§ EXERCISE GOAL: Find the line holding "let message_type = if" in the entries below. Give it again exactly, along with every line after it up to and including the line holding "must be present.".

[Saved data entries]
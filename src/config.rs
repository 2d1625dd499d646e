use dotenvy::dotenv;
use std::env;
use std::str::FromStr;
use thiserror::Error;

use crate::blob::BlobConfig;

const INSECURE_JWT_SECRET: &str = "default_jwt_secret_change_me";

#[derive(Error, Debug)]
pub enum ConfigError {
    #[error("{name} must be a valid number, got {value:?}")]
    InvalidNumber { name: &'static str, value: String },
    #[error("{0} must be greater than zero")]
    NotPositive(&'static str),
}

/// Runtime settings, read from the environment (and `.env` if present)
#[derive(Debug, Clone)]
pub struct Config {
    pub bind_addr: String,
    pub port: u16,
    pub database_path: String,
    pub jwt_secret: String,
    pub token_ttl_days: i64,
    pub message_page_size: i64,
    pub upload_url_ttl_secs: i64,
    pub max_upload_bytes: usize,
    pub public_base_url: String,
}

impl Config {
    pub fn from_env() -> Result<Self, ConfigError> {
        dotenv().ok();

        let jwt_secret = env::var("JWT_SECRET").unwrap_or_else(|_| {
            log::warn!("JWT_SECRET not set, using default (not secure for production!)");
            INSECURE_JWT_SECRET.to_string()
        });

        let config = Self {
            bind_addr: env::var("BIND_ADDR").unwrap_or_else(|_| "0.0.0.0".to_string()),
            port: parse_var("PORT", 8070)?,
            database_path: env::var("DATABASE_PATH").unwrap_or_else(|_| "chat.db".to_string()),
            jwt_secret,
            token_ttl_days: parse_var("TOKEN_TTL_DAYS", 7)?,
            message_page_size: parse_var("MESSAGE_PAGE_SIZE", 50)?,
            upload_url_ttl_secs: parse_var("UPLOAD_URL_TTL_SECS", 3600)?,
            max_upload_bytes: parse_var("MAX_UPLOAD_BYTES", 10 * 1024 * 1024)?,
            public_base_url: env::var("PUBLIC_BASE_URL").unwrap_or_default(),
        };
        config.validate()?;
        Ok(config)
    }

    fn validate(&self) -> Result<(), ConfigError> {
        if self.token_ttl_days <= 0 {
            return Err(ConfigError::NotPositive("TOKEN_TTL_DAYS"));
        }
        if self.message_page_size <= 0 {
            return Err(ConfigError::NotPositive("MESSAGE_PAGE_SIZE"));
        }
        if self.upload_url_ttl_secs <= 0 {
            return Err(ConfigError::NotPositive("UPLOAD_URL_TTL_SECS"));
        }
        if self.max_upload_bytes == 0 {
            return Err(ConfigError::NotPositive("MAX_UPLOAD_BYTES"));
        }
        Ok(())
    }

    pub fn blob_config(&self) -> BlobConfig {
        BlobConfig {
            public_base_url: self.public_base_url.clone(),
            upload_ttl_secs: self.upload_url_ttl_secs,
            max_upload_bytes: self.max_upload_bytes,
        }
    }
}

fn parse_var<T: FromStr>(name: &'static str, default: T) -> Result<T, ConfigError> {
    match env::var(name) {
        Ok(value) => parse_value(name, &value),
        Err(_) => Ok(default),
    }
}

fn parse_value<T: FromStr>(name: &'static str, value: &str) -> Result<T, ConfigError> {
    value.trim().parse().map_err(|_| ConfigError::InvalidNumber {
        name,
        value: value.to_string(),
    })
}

...

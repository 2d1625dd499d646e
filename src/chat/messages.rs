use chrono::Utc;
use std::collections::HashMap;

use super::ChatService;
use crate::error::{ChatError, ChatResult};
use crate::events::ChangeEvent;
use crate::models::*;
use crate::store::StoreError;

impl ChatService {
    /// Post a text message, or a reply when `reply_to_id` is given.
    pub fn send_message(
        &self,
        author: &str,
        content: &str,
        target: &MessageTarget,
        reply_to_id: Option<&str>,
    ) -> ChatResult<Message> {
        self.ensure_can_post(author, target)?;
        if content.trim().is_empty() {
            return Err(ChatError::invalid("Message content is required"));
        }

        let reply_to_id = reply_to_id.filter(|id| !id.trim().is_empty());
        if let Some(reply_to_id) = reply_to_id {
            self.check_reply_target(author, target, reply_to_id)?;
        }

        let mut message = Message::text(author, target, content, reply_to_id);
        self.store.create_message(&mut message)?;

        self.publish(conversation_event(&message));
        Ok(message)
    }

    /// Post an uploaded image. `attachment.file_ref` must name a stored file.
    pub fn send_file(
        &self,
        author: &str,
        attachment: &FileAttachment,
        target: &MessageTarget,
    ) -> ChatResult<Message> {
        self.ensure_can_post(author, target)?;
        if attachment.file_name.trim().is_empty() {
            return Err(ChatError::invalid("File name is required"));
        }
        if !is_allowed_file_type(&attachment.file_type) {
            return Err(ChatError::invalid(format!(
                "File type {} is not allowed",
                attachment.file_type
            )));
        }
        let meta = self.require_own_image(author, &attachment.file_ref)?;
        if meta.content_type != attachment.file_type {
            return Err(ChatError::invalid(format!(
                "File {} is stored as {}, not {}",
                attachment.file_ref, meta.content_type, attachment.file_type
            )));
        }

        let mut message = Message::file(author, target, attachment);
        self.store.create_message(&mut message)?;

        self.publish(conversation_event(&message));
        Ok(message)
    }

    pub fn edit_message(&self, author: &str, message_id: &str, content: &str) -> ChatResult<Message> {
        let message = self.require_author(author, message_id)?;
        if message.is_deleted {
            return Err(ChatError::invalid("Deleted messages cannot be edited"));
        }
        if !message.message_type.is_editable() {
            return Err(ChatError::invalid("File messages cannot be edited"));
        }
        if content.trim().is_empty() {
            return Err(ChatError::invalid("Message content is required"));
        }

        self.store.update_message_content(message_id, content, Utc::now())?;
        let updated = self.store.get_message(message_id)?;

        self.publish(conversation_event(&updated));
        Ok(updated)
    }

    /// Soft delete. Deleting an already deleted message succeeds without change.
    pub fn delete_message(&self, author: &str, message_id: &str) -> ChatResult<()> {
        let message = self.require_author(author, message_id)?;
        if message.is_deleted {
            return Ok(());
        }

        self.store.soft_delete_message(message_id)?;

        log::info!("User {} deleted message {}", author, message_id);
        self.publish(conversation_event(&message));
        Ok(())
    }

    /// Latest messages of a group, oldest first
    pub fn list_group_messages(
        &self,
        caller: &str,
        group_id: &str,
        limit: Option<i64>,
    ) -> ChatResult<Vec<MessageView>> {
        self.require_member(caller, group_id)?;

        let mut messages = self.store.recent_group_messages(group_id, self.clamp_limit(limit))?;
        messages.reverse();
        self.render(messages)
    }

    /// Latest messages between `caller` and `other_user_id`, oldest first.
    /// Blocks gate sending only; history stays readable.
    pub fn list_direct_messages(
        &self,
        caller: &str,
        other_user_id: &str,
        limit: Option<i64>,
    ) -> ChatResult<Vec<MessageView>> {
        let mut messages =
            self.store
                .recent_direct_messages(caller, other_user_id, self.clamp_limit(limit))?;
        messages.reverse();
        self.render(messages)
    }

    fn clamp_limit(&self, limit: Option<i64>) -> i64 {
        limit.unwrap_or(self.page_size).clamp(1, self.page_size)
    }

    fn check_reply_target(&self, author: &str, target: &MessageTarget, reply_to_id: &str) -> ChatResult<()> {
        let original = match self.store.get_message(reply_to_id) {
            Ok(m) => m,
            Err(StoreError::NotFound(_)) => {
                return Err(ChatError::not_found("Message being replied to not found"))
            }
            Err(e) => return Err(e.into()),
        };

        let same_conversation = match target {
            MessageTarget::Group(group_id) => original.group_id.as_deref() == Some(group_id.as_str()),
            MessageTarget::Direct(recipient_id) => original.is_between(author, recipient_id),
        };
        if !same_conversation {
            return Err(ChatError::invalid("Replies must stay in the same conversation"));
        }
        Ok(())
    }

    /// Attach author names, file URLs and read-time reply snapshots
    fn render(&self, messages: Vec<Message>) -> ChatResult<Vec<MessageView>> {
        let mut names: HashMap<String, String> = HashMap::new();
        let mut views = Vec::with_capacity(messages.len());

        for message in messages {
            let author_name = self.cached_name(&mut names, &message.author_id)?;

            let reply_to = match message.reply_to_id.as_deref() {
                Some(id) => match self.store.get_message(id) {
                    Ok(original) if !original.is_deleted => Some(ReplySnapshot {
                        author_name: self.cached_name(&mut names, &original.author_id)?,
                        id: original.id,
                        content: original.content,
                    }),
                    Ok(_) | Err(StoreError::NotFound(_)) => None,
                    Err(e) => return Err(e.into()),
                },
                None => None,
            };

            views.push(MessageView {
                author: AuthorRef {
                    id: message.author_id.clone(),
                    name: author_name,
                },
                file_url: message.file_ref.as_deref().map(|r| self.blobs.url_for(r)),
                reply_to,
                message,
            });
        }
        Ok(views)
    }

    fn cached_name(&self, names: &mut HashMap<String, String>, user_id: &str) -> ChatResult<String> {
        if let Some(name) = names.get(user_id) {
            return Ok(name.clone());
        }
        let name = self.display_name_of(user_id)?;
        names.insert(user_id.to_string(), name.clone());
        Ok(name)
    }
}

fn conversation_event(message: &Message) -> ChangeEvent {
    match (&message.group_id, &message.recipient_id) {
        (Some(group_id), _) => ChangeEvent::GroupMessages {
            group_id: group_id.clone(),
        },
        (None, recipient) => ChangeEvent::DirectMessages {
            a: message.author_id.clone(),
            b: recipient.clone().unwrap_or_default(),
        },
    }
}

--

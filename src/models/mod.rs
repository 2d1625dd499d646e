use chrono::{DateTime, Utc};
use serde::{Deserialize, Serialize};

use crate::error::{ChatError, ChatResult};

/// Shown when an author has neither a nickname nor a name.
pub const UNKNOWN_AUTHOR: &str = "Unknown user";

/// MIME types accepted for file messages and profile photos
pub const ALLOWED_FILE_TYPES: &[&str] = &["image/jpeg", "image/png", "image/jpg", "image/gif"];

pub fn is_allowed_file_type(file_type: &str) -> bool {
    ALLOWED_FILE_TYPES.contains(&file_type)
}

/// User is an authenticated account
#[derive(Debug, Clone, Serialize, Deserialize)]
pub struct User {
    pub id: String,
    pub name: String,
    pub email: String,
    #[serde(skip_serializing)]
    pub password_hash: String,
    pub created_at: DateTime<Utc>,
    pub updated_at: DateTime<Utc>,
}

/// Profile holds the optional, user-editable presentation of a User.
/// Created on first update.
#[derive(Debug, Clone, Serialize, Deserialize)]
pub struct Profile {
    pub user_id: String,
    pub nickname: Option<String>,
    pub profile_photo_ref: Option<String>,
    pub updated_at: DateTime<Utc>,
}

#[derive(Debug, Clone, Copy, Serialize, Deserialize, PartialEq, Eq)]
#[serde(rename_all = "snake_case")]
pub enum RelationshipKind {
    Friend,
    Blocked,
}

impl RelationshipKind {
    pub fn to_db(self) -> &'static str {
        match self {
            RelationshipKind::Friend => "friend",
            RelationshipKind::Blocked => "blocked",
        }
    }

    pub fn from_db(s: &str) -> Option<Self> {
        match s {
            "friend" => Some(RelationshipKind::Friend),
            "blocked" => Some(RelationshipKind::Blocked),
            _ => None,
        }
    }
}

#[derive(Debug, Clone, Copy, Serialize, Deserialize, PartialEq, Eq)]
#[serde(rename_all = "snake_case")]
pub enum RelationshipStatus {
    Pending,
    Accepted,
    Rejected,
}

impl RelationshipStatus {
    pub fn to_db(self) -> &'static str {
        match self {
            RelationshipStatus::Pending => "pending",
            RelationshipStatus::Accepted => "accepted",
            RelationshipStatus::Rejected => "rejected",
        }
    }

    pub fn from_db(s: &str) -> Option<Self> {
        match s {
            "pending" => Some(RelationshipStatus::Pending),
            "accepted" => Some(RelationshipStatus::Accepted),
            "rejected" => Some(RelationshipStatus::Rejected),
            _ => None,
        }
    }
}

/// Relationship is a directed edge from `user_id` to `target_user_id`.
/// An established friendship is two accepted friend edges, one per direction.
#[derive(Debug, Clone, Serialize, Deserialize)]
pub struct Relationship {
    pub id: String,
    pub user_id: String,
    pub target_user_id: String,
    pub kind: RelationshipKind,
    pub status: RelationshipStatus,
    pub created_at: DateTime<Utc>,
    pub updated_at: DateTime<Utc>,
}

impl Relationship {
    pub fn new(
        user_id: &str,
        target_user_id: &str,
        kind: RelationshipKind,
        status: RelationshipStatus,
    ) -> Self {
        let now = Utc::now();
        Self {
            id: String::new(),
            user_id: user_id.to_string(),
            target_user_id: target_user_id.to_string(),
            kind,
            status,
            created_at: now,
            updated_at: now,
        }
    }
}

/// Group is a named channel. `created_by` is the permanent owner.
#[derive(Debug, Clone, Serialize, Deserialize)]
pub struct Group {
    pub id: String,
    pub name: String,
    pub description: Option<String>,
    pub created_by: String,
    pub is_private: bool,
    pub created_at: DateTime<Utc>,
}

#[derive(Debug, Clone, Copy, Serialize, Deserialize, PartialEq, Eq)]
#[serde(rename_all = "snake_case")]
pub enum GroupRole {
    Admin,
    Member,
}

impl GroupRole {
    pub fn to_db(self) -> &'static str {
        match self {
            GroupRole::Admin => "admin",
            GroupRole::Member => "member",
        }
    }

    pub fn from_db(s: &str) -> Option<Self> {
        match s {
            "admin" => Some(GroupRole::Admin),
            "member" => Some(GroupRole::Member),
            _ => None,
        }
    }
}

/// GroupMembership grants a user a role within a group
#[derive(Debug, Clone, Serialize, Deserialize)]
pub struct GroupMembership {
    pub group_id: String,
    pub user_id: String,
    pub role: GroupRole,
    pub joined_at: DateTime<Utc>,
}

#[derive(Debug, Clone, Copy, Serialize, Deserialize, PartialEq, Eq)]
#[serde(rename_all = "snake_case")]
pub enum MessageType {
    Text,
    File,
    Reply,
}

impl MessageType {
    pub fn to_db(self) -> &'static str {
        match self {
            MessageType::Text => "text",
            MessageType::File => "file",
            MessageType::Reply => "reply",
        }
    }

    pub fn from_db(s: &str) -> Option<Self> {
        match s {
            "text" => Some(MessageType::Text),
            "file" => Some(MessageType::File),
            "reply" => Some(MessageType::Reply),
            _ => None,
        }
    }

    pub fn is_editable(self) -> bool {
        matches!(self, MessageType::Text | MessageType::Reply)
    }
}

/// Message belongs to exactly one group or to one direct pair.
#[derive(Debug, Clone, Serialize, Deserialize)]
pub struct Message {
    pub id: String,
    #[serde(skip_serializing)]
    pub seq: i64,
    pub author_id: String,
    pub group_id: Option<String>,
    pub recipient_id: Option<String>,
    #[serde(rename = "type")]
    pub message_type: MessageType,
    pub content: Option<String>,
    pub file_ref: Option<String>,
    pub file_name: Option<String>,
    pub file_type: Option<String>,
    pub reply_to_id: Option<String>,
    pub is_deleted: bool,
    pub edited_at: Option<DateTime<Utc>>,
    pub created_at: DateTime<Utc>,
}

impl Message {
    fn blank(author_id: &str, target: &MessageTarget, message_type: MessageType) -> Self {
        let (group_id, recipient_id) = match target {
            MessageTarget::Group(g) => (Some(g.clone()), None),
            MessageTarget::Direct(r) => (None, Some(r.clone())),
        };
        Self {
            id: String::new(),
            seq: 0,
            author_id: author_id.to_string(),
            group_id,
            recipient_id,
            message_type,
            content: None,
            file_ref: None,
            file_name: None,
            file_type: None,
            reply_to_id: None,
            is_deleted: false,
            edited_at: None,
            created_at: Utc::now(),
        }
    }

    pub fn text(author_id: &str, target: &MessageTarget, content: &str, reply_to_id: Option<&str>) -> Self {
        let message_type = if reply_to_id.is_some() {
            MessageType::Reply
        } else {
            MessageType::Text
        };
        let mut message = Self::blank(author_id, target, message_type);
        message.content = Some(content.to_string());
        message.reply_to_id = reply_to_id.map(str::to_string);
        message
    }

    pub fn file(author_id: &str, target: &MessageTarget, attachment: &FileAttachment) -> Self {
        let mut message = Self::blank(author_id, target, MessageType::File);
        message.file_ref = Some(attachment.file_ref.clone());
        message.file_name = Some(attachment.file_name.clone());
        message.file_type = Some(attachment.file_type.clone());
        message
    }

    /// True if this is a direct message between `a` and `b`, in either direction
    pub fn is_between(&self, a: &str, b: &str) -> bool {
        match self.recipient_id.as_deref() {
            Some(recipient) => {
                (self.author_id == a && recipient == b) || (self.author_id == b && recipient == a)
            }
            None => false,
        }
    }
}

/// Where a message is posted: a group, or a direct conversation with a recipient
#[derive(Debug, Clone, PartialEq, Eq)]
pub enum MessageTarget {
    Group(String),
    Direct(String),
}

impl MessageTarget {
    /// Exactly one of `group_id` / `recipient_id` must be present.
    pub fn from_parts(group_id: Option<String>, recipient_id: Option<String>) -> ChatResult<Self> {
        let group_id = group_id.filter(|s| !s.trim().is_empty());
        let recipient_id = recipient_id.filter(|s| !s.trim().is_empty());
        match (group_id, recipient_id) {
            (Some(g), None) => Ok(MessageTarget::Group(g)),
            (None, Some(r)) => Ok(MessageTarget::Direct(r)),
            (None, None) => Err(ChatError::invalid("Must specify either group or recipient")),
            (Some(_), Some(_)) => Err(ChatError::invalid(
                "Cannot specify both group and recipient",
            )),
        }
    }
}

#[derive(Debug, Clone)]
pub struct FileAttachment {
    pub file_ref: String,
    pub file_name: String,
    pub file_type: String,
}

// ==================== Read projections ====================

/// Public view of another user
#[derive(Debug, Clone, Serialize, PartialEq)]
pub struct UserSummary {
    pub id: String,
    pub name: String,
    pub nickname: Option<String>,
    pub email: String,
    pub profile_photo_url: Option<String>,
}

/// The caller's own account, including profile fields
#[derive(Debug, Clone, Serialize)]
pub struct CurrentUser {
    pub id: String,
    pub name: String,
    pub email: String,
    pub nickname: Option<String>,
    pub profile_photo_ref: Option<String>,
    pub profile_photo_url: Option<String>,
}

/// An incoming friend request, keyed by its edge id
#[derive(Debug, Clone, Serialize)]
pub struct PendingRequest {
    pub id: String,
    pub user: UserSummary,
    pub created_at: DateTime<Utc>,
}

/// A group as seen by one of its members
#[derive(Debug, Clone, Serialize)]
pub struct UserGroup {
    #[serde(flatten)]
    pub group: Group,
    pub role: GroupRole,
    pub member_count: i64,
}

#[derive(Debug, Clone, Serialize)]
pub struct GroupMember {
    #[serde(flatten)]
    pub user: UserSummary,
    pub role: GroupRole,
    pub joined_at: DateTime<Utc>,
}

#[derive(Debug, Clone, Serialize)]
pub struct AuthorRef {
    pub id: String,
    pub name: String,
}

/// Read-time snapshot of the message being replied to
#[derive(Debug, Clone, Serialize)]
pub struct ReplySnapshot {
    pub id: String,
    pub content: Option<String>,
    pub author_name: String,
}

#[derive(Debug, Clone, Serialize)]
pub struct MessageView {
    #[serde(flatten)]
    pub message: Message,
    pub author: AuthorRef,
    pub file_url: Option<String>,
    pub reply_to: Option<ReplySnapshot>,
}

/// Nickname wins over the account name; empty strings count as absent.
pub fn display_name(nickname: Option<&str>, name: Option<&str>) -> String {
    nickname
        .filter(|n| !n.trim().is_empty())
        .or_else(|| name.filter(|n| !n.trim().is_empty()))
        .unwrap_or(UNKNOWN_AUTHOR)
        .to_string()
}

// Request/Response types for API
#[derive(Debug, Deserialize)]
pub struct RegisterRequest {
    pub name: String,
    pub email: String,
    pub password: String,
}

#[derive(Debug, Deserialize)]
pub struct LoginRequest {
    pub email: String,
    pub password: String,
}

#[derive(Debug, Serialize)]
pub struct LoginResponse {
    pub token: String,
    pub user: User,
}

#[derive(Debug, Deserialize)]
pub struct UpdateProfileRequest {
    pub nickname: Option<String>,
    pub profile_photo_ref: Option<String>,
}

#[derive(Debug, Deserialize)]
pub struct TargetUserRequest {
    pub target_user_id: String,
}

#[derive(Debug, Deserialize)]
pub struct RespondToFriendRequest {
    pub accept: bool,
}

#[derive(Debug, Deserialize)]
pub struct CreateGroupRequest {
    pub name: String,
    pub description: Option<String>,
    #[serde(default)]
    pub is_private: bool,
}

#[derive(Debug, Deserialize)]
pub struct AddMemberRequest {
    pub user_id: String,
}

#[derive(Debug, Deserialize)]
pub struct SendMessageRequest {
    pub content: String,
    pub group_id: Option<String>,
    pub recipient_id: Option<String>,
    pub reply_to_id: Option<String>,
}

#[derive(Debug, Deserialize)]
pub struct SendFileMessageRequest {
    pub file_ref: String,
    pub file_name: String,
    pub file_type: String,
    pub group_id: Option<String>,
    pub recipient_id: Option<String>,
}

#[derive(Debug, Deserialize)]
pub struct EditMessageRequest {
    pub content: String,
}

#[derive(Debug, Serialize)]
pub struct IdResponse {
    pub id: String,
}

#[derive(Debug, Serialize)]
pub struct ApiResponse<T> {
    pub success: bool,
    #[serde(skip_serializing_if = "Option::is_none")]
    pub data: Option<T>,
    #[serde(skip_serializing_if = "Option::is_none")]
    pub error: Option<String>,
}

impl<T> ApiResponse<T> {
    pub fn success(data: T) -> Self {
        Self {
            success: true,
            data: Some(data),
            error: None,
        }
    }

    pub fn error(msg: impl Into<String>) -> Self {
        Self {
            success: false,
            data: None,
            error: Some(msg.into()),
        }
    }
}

§ YOUR SOLUTION:
        let message_type = if reply_to_id.is_some() {
            MessageType::Reply
        } else {
            MessageType::Text
        };
        let mut message = Self::blank(author_id, target, message_type);
        message.content = Some(content.to_string());
        message.reply_to_id = reply_to_id.map(str::to_string);
        message
    }

    pub fn file(author_id: &str, target: &MessageTarget, attachment: &FileAttachment) -> Self {
        let mut message = Self::blank(author_id, target, MessageType::File);
        message.file_ref = Some(attachment.file_ref.clone());
        message.file_name = Some(attachment.file_name.clone());
        message.file_type = Some(attachment.file_type.clone());
        message
    }

    /// True if this is a direct message between `a` and `b`, in either direction
    pub fn is_between(&self, a: &str, b: &str) -> bool {
        match self.recipient_id.as_deref() {
            Some(recipient) => {
                (self.author_id == a && recipient == b) || (self.author_id == b && recipient == a)
            }
            None => false,
        }
    }
}

/// Where a message is posted: a group, or a direct conversation with a recipient
#[derive(Debug, Clone, PartialEq, Eq)]
pub enum MessageTarget {
    Group(String),
    Direct(String),
}

impl MessageTarget {
    /// Exactly one of `group_id` / `recipient_id` must be present.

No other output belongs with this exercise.